The legacy of handmade crafts--tweed, lace, baskets, woolen knits, and more--has been sustained in Ireland over centuries. These handmade traditions are tied both to individual makers' efforts as well as organizations that worked to revive and sustain interest in cottage crafts and industries in the 1880s. Janice Helland's British and Irish Home Arts and Industries, 1880-1914: Marketing Craft, Making Fashion provides an illuminating overview of the organizations that fostered this revival, and the complex issues of class and politics that shaped the movement.

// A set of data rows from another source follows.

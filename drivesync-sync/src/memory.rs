//! In-process remote backend.
//!
//! Besides the [`RemoteBackend`] surface it can play "another client": the
//! `put_*` and `remove` helpers mutate the tree the way a third party editing
//! the remote would, and [`MemoryBackend::fail_next`] injects transient
//! failures.

use std::collections::HashMap;
use std::path::Path;
use std::sync::{Mutex, MutexGuard};

use drivesync_core::{RemoteChangePackage, RemoteFileMetadata, RemoteId};

use crate::local_fs::bytes_checksum;
use crate::remote::{local_err, upload_name, RemoteBackend, RemoteError};
use crate::tree::RemoteTree;

#[derive(Debug, Default)]
struct MemoryState {
    tree: RemoteTree,
    blobs: HashMap<RemoteId, Vec<u8>>,
    failures: usize,
    uploads: usize,
}

impl MemoryState {
    fn check_failure(&mut self) -> Result<(), RemoteError> {
        if self.failures > 0 {
            self.failures -= 1;
            return Err(RemoteError::Unavailable("injected failure".to_string()));
        }
        Ok(())
    }
}

#[derive(Debug, Default)]
pub struct MemoryBackend {
    state: Mutex<MemoryState>,
}

impl MemoryBackend {
    pub fn new() -> Self {
        Self::default()
    }

    fn lock(&self) -> MutexGuard<'_, MemoryState> {
        self.state.lock().unwrap_or_else(|poisoned| poisoned.into_inner())
    }

    /// Make the next `count` backend calls fail with a transient error.
    pub fn fail_next(&self, count: usize) {
        self.lock().failures = count;
    }

    /// Number of uploads and content updates served so far.
    pub fn upload_count(&self) -> usize {
        self.lock().uploads
    }

    pub fn revision(&self) -> u64 {
        self.lock().tree.revision()
    }

    pub fn content(&self, id: &RemoteId) -> Option<Vec<u8>> {
        self.lock().blobs.get(id).cloned()
    }

    /// Object at a `/`-separated path below the root.
    pub fn lookup(&self, path: &str) -> Option<RemoteFileMetadata> {
        self.lock().tree.lookup(path).cloned()
    }

    /// Create or overwrite `name` under `parent` as another client would.
    pub fn put_file(
        &self,
        parent: &RemoteId,
        name: &str,
        bytes: &[u8],
    ) -> Result<RemoteFileMetadata, RemoteError> {
        let mut state = self.lock();
        let checksum = bytes_checksum(bytes);
        let size = bytes.len() as u64;
        let meta = match state.tree.find_child(parent, name)? {
            Some(existing) => state.tree.update_content(&existing.id, checksum, size)?,
            None => state.tree.create(parent, name, false, Some(checksum), size)?,
        };
        state.blobs.insert(meta.id.clone(), bytes.to_vec());
        Ok(meta)
    }

    pub fn put_directory(
        &self,
        parent: &RemoteId,
        name: &str,
    ) -> Result<RemoteFileMetadata, RemoteError> {
        let mut state = self.lock();
        match state.tree.find_child(parent, name)? {
            Some(existing) if existing.is_dir => Ok(existing),
            _ => state.tree.create(parent, name, true, None, 0),
        }
    }

    pub fn rename(
        &self,
        id: &RemoteId,
        new_parent: &RemoteId,
        new_name: &str,
    ) -> Result<RemoteFileMetadata, RemoteError> {
        self.lock().tree.relocate(id, new_parent, new_name)
    }

    pub fn remove(&self, id: &RemoteId) -> Result<(), RemoteError> {
        let mut state = self.lock();
        for removed in state.tree.remove(id)? {
            state.blobs.remove(&removed);
        }
        Ok(())
    }
}

impl RemoteBackend for MemoryBackend {
    fn current_revision(&self) -> Result<u64, RemoteError> {
        let mut state = self.lock();
        state.check_failure()?;
        Ok(state.tree.revision())
    }

    fn poll_changes(&self, since: u64) -> Result<RemoteChangePackage, RemoteError> {
        let mut state = self.lock();
        state.check_failure()?;
        Ok(state.tree.changes_since(since))
    }

    fn upload(&self, parent: &RemoteId, local: &Path) -> Result<RemoteFileMetadata, RemoteError> {
        let name = upload_name(local)?;
        let bytes = std::fs::read(local).map_err(|e| local_err(local, e))?;
        let mut state = self.lock();
        state.check_failure()?;
        let meta = state.tree.create(
            parent,
            &name,
            false,
            Some(bytes_checksum(&bytes)),
            bytes.len() as u64,
        )?;
        state.blobs.insert(meta.id.clone(), bytes);
        state.uploads += 1;
        Ok(meta)
    }

    fn update(&self, id: &RemoteId, local: &Path) -> Result<RemoteFileMetadata, RemoteError> {
        let bytes = std::fs::read(local).map_err(|e| local_err(local, e))?;
        let mut state = self.lock();
        state.check_failure()?;
        let meta = state
            .tree
            .update_content(id, bytes_checksum(&bytes), bytes.len() as u64)?;
        state.blobs.insert(id.clone(), bytes);
        state.uploads += 1;
        Ok(meta)
    }

    fn download(&self, id: &RemoteId, destination: &Path) -> Result<(), RemoteError> {
        let bytes = {
            let mut state = self.lock();
            state.check_failure()?;
            state.tree.require(id)?;
            state.blobs.get(id).cloned().unwrap_or_default()
        };
        std::fs::write(destination, bytes).map_err(|e| local_err(destination, e))
    }

    fn delete(&self, id: &RemoteId) -> Result<(), RemoteError> {
        self.lock().check_failure()?;
        self.remove(id)
    }

    fn create_directory(
        &self,
        parent: &RemoteId,
        name: &str,
    ) -> Result<RemoteFileMetadata, RemoteError> {
        let mut state = self.lock();
        state.check_failure()?;
        state.tree.create(parent, name, true, None, 0)
    }

    fn move_to(
        &self,
        id: &RemoteId,
        new_parent: &RemoteId,
        new_name: &str,
    ) -> Result<RemoteFileMetadata, RemoteError> {
        let mut state = self.lock();
        state.check_failure()?;
        state.tree.relocate(id, new_parent, new_name)
    }

    fn list_children(&self, parent: &RemoteId) -> Result<Vec<RemoteFileMetadata>, RemoteError> {
        let mut state = self.lock();
        state.check_failure()?;
        state.tree.children(parent)
    }

    fn find_child(
        &self,
        parent: &RemoteId,
        name_or_id: &str,
    ) -> Result<Option<RemoteFileMetadata>, RemoteError> {
        let mut state = self.lock();
        state.check_failure()?;
        state.tree.find_child(parent, name_or_id)
    }
}
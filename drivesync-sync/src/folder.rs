//! Remote backend stored in a plain directory, typically a mounted share.
//!
//! # Storage layout
//!
//! ```text
//! <remote>/
//!   index.json        (object table, revision and change log)
//!   blobs/<id>        (file contents)
//! ```
//!
//! Every operation reloads the index, applies one mutation and writes it back
//! with `.tmp` + rename. One daemon per remote directory.

use std::path::{Path, PathBuf};
use std::sync::{Mutex, MutexGuard};

use drivesync_core::{RemoteChangePackage, RemoteFileMetadata, RemoteId};

use crate::local_fs::file_checksum;
use crate::remote::{local_err, upload_name, RemoteBackend, RemoteError};
use crate::tree::RemoteTree;

#[derive(Debug)]
pub struct FolderBackend {
    dir: PathBuf,
    guard: Mutex<()>,
}

fn storage_err(path: impl Into<PathBuf>, source: std::io::Error) -> RemoteError {
    RemoteError::Storage {
        path: path.into(),
        source,
    }
}

impl FolderBackend {
    /// Open (creating if needed) a folder remote at `dir`.
    pub fn open(dir: impl Into<PathBuf>) -> Result<Self, RemoteError> {
        let backend = Self {
            dir: dir.into(),
            guard: Mutex::new(()),
        };
        let blobs = backend.blobs_dir();
        std::fs::create_dir_all(&blobs).map_err(|e| storage_err(&blobs, e))?;
        if !backend.index_path().exists() {
            backend.save(&RemoteTree::default())?;
        }
        // Fail at startup rather than on the first poll.
        backend.load()?;
        Ok(backend)
    }

    pub fn dir(&self) -> &Path {
        &self.dir
    }

    fn index_path(&self) -> PathBuf {
        self.dir.join("index.json")
    }

    fn blobs_dir(&self) -> PathBuf {
        self.dir.join("blobs")
    }

    fn blob_path(&self, id: &RemoteId) -> PathBuf {
        self.blobs_dir().join(&id.0)
    }

    fn lock(&self) -> MutexGuard<'_, ()> {
        self.guard.lock().unwrap_or_else(|poisoned| poisoned.into_inner())
    }

    fn load(&self) -> Result<RemoteTree, RemoteError> {
        let path = self.index_path();
        let contents = std::fs::read_to_string(&path).map_err(|e| storage_err(&path, e))?;
        serde_json::from_str(&contents)
            .map_err(|err| RemoteError::Corrupt(format!("{}: {err}", path.display())))
    }

    fn save(&self, tree: &RemoteTree) -> Result<(), RemoteError> {
        let path = self.index_path();
        let json = serde_json::to_string(tree)
            .map_err(|err| RemoteError::Corrupt(format!("cannot encode index: {err}")))?;
        let tmp = path.with_extension("json.tmp");
        std::fs::write(&tmp, json).map_err(|e| storage_err(&tmp, e))?;
        std::fs::rename(&tmp, &path).map_err(|e| storage_err(&path, e))
    }

    /// Run `f` against the loaded index and persist it if `f` succeeds.
    fn mutate<T>(
        &self,
        f: impl FnOnce(&mut RemoteTree) -> Result<T, RemoteError>,
    ) -> Result<T, RemoteError> {
        let _guard = self.lock();
        let mut tree = self.load()?;
        let value = f(&mut tree)?;
        self.save(&tree)?;
        Ok(value)
    }

    fn read<T>(&self, f: impl FnOnce(&RemoteTree) -> Result<T, RemoteError>) -> Result<T, RemoteError> {
        let _guard = self.lock();
        f(&self.load()?)
    }

    /// Copy `local` into the blob store for `id`.
    fn store_blob(&self, id: &RemoteId, local: &Path) -> Result<(), RemoteError> {
        let blob = self.blob_path(id);
        let tmp = blob.with_extension("tmp");
        std::fs::copy(local, &tmp).map_err(|e| local_err(local, e))?;
        std::fs::rename(&tmp, &blob).map_err(|e| storage_err(&blob, e))
    }
}

impl RemoteBackend for FolderBackend {
    fn current_revision(&self) -> Result<u64, RemoteError> {
        self.read(|tree| Ok(tree.revision()))
    }

    fn poll_changes(&self, since: u64) -> Result<RemoteChangePackage, RemoteError> {
        self.read(|tree| Ok(tree.changes_since(since)))
    }

    fn upload(&self, parent: &RemoteId, local: &Path) -> Result<RemoteFileMetadata, RemoteError> {
        let name = upload_name(local)?;
        let (checksum, size) = file_checksum(local).map_err(|e| local_err(local, e))?;
        self.mutate(|tree| {
            let meta = tree.create(parent, &name, false, Some(checksum), size)?;
            self.store_blob(&meta.id, local)?;
            Ok(meta)
        })
    }

    fn update(&self, id: &RemoteId, local: &Path) -> Result<RemoteFileMetadata, RemoteError> {
        let (checksum, size) = file_checksum(local).map_err(|e| local_err(local, e))?;
        self.mutate(|tree| {
            tree.require(id)?;
            self.store_blob(id, local)?;
            tree.update_content(id, checksum, size)
        })
    }

    fn download(&self, id: &RemoteId, destination: &Path) -> Result<(), RemoteError> {
        let _guard = self.lock();
        let tree = self.load()?;
        if tree.require(id)?.is_dir {
            return Err(RemoteError::Rejected(format!("{id} is a directory")));
        }
        let blob = self.blob_path(id);
        std::fs::copy(&blob, destination).map_err(|err| {
            if err.kind() == std::io::ErrorKind::NotFound && !blob.exists() {
                storage_err(&blob, err)
            } else {
                local_err(destination, err)
            }
        })?;
        Ok(())
    }

    fn delete(&self, id: &RemoteId) -> Result<(), RemoteError> {
        let removed = self.mutate(|tree| tree.remove(id))?;
        for removed_id in removed {
            let blob = self.blob_path(&removed_id);
            match std::fs::remove_file(&blob) {
                Ok(()) => {}
                Err(err) if err.kind() == std::io::ErrorKind::NotFound => {}
                Err(err) => {
                    tracing::warn!("could not remove blob {}: {}", blob.display(), err);
                }
            }
        }
        Ok(())
    }

    fn create_directory(
        &self,
        parent: &RemoteId,
        name: &str,
    ) -> Result<RemoteFileMetadata, RemoteError> {
        self.mutate(|tree| tree.create(parent, name, true, None, 0))
    }

    fn move_to(
        &self,
        id: &RemoteId,
        new_parent: &RemoteId,
        new_name: &str,
    ) -> Result<RemoteFileMetadata, RemoteError> {
        self.mutate(|tree| tree.relocate(id, new_parent, new_name))
    }

    fn list_children(&self, parent: &RemoteId) -> Result<Vec<RemoteFileMetadata>, RemoteError> {
        self.read(|tree| tree.children(parent))
    }

    fn find_child(
        &self,
        parent: &RemoteId,
        name_or_id: &str,
    ) -> Result<Option<RemoteFileMetadata>, RemoteError> {
        self.read(|tree| tree.find_child(parent, name_or_id))
    }
}
//! `drivesync status`: configuration and persisted sync state, read offline.

use std::path::{Path, PathBuf};

use anyhow::{Context, Result};
use chrono::{DateTime, Utc};
use clap::Args;
use colored::Colorize;
use serde::Serialize;
use tabled::{settings::Style, Table, Tabled};

use drivesync_core::{config, store, Config, RemoteConfig};

/// Arguments for `drivesync status`.
#[derive(Args, Debug)]
pub struct StatusArgs {
    /// Emit machine-readable JSON.
    #[arg(long)]
    pub json: bool,
}

impl StatusArgs {
    pub fn run(self) -> Result<()> {
        let home: PathBuf = dirs::home_dir().context("could not determine home directory")?;
        let report = build_report(&home)?;
        if self.json {
            println!(
                "{}",
                serde_json::to_string_pretty(&report).context("failed to render status JSON")?
            );
            return Ok(());
        }
        print_table(&report);
        Ok(())
    }
}

#[derive(Debug, Serialize)]
struct StatusReport {
    root: String,
    remote: String,
    poll_interval_secs: u64,
    merge_interval_secs: u64,
    revision: u64,
    files: usize,
    directories: usize,
    synced_at: Option<DateTime<Utc>>,
}

#[derive(Tabled)]
struct StatusRow {
    #[tabled(rename = "setting")]
    key: &'static str,
    #[tabled(rename = "value")]
    value: String,
}

fn build_report(home: &Path) -> Result<StatusReport> {
    let cfg: Config =
        config::load_at(home).context("failed to load config, run `drivesync init` first")?;
    let state = store::load_file_at(home).context("failed to load sync state")?;

    let (revision, files, directories, synced_at) = match state {
        Some(state) => {
            let directories = state.entries.iter().filter(|e| e.is_dir).count();
            (
                state.revision,
                state.entries.len() - directories,
                directories,
                Some(state.synced_at),
            )
        }
        None => (0, 0, 0, None),
    };

    let remote = match &cfg.remote {
        RemoteConfig::Folder { path } => path.display().to_string(),
    };
    Ok(StatusReport {
        root: cfg.root.display().to_string(),
        remote,
        poll_interval_secs: cfg.poll_interval_secs,
        merge_interval_secs: cfg.merge_interval_secs,
        revision,
        files,
        directories,
        synced_at,
    })
}

fn print_table(report: &StatusReport) {
    let synced = match report.synced_at {
        Some(at) => format_age(at),
        None => "never".yellow().to_string(),
    };
    let rows = vec![
        StatusRow {
            key: "root",
            value: report.root.clone(),
        },
        StatusRow {
            key: "remote",
            value: report.remote.clone(),
        },
        StatusRow {
            key: "intervals",
            value: format!(
                "poll {}s, merge {}s",
                report.poll_interval_secs, report.merge_interval_secs
            ),
        },
        StatusRow {
            key: "revision",
            value: report.revision.to_string(),
        },
        StatusRow {
            key: "tracked",
            value: format!("{} files, {} directories", report.files, report.directories),
        },
        StatusRow {
            key: "last saved",
            value: synced,
        },
    ];

    let mut table = Table::new(rows);
    table.with(Style::rounded());
    println!("{table}");
}

fn format_age(at: DateTime<Utc>) -> String {
    let secs = (Utc::now() - at).num_seconds().max(0);
    match secs {
        0..=59 => format!("{secs}s ago"),
        60..=3599 => format!("{}m ago", secs / 60),
        3600..=86_399 => format!("{}h ago", secs / 3600),
        _ => format!("{}d ago", secs / 86_400),
    }
}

One cottage crafts revival organization was the Donegal Industrial Fund, founded in 1883 by Alice Rowland Hart, a London merchant's daughter. Hart had become committed to finding urban markets for rural Irish handicrafts after touring destitute Irish communities of Donegal. As Helland explains, Hart held exhibitions, opened shops, and managed sales of handmade Irish goods. Hart's efforts focused upon assisting Irish women in creating livelihoods, but she shared the some of the same romantic notions of pre-industrial craft held by William Morris and John Ruskin.
And what of cottage crafts today? The traditions are alive and well in Ireland today, as Betsy Klein shows in Cottage Industry: Portraits of Irish Artisans. A few of the many devoted artisans celebrated in Klein's book are Kevin Donaghy, who makes woolen tweeds; Rory Conner, who creates knives; Áine & Tarlach de Blácam, who produce woolen knits; and Sadie Chowen, who operates the Burren Perfumery.
To find more Library resources on Irish handicrafts, simply look in the Library Catalog under the subjects Artisans--Ireland and Handicraft--Ireland. And online, the Crafts Council of Ireland is a good place to explore Irish makers active today.